The Sustainability of Biofuels

Scientists started looking for greener alternatives to traditional fuel once they realized the negative impact on our environment. Today, over half of the earth’s pollution is caused by vehicle emissions. These emissions contain harmful gases such as carbon dioxide, carcinogens, and nitrogen and sulfur dioxides. Smog can cause health problems for all who breathe it, or trickle down into water sources and pollute our food. Not to mention, traditional gasoline tears away at our ozone layer, which protects life on earth from the sun’s ultraviolet rays.
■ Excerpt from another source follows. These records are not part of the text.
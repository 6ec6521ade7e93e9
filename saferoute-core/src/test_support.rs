//! Test-only, in-memory `CrimeDataSource` and clock implementations used by
//! unit and behaviour tests.

use std::sync::{Arc, Mutex, PoisonError};

use chrono::{NaiveDate, NaiveDateTime, TimeDelta};

use crate::{
    Clock, CrimeDataSource, CrimeRecord, CrimeStat, CrimeType, DataInitializationError, DateRange,
    EconomicIndicators, GeoPoint, GridCellId, HOURS_PER_DAY, LandUse, RecordLocation, RiskLevel,
};

/// In-memory `CrimeDataSource` used in tests.
///
/// The source performs a linear scan and is intended only for small datasets.
#[derive(Default, Debug)]
pub struct MemoryCrimeSource {
    records: Vec<Arc<CrimeRecord>>,
}

impl MemoryCrimeSource {
    /// Create a source from a collection of records.
    #[must_use]
    pub fn with_records<I>(records: I) -> Self
    where
        I: IntoIterator<Item = CrimeRecord>,
    {
        Self {
            records: records.into_iter().map(Arc::new).collect(),
        }
    }
}

impl CrimeDataSource for MemoryCrimeSource {
    fn records_at(
        &self,
        point: &GeoPoint,
    ) -> Result<Vec<Arc<CrimeRecord>>, DataInitializationError> {
        let cell = GridCellId::containing(point);
        Ok(self
            .records
            .iter()
            .filter(|r| r.grid_cell_id == cell)
            .cloned()
            .collect())
    }

    fn risky_records_within(
        &self,
        point: &GeoPoint,
        radius_km: f64,
    ) -> Result<Vec<Arc<CrimeRecord>>, DataInitializationError> {
        Ok(self
            .records
            .iter()
            .filter(|r| r.risk_level.is_elevated() && r.point().distance_km(point) <= radius_km)
            .cloned()
            .collect())
    }

    fn source_name(&self) -> &str {
        "memory"
    }
}

/// `CrimeDataSource` whose dataset never initializes.
#[derive(Debug, Clone)]
pub struct FailingCrimeSource(pub DataInitializationError);

impl CrimeDataSource for FailingCrimeSource {
    fn records_at(
        &self,
        _point: &GeoPoint,
    ) -> Result<Vec<Arc<CrimeRecord>>, DataInitializationError> {
        Err(self.0.clone())
    }

    fn risky_records_within(
        &self,
        _point: &GeoPoint,
        _radius_km: f64,
    ) -> Result<Vec<Arc<CrimeRecord>>, DataInitializationError> {
        Err(self.0.clone())
    }
}

/// Settable `Clock` for deterministic expiry tests.
#[derive(Debug)]
pub struct ManualClock {
    now: Mutex<NaiveDateTime>,
}

impl ManualClock {
    /// Create a clock frozen at `now`.
    #[must_use]
    pub const fn new(now: NaiveDateTime) -> Self {
        Self {
            now: Mutex::new(now),
        }
    }

    /// Jump to `now`.
    pub fn set(&self, now: NaiveDateTime) {
        *self.now.lock().unwrap_or_else(PoisonError::into_inner) = now;
    }

    /// Move the clock forward by `delta`.
    pub fn advance(&self, delta: TimeDelta) {
        let mut guard = self.now.lock().unwrap_or_else(PoisonError::into_inner);
        *guard += delta;
    }
}

impl Clock for ManualClock {
    fn now(&self) -> NaiveDateTime {
        *self.now.lock().unwrap_or_else(PoisonError::into_inner)
    }
}

/// Build a local date-time, panicking on invalid test input.
///
/// # Panics
/// Panics when the components do not form a valid date and time.
#[must_use]
#[expect(clippy::expect_used, reason = "test helper with literal input")]
pub fn local_time(year: i32, month: u32, day: u32, hour: u32, minute: u32) -> NaiveDateTime {
    NaiveDate::from_ymd_opt(year, month, day)
        .and_then(|d| d.and_hms_opt(hour, minute, 0))
        .expect("valid test date-time")
}

/// A stat with a flat hourly pattern and mid-range severity.
#[must_use]
pub fn uniform_stat(crime_type: CrimeType, incident_count: u32, confidence: f64) -> CrimeStat {
    let subtype = crime_type.subtypes().first().copied().unwrap_or("unknown");
    CrimeStat {
        crime_type,
        subtype: subtype.to_owned(),
        incident_count,
        severity: crime_type.severity_range().lerp(0.5),
        hourly_pattern: [1.0 / 24.0; HOURS_PER_DAY],
        confidence,
    }
}

/// A record at `point` with neutral indicators and no stats.
#[must_use]
pub fn record_at(id: &str, point: GeoPoint, risk_level: RiskLevel) -> CrimeRecord {
    let day = local_time(2024, 3, 1, 0, 0).date();
    CrimeRecord {
        id: id.to_owned(),
        location: RecordLocation {
            lat: point.lat,
            lng: point.lng,
            neighborhood: "Testville".to_owned(),
            land_use: LandUse::Mixed,
        },
        grid_cell_id: GridCellId::containing(&point),
        timeframe: DateRange {
            start: day,
            end: day,
        },
        crime_stats: Vec::new(),
        risk_level,
        population_density: 3_000.0,
        economic_indicators: EconomicIndicators {
            median_income: 80_000,
            unemployment_rate: 4.0,
            business_density: 5.0,
            lighting_infrastructure: 70.0,
        },
        last_updated: day,
        data_source: "test".to_owned(),
    }
}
In contrast, biofuels don’t put off any greenhouse gas emissions at all. In fact, switching to biofuels can actually reduce the carbon dioxide in the air. How? Growing crops to create biofuel (like sugar for ethanol) provides more plants that suck up and neutralize carbon dioxide. In this respect, biofuels can partially reverse the damage we’ve done to our planet.

The Risk Factor

The world hasn’t seen a full shift to biofuels yet. This is because of the ongoing debate about risk factors and potential problems associated with the switch. Some opponents of biofuel debate the impact on global food systems, our natural environment, oil prices, sustainability, and loss of biodiversity, to say the least. Biofuels have a huge potential promise, but there are also serious hurdles researchers and developers must overcome in order to not create more problems than they solve.

While we can all agree that fossil fuels harm our environment, biofuels may not fully be the savior we’re looking for. Yes, they reduce emissions, but bring with them a host of new potential problems. Researchers still have a long way to go before biofuels replace fossil fuels at your local gas station.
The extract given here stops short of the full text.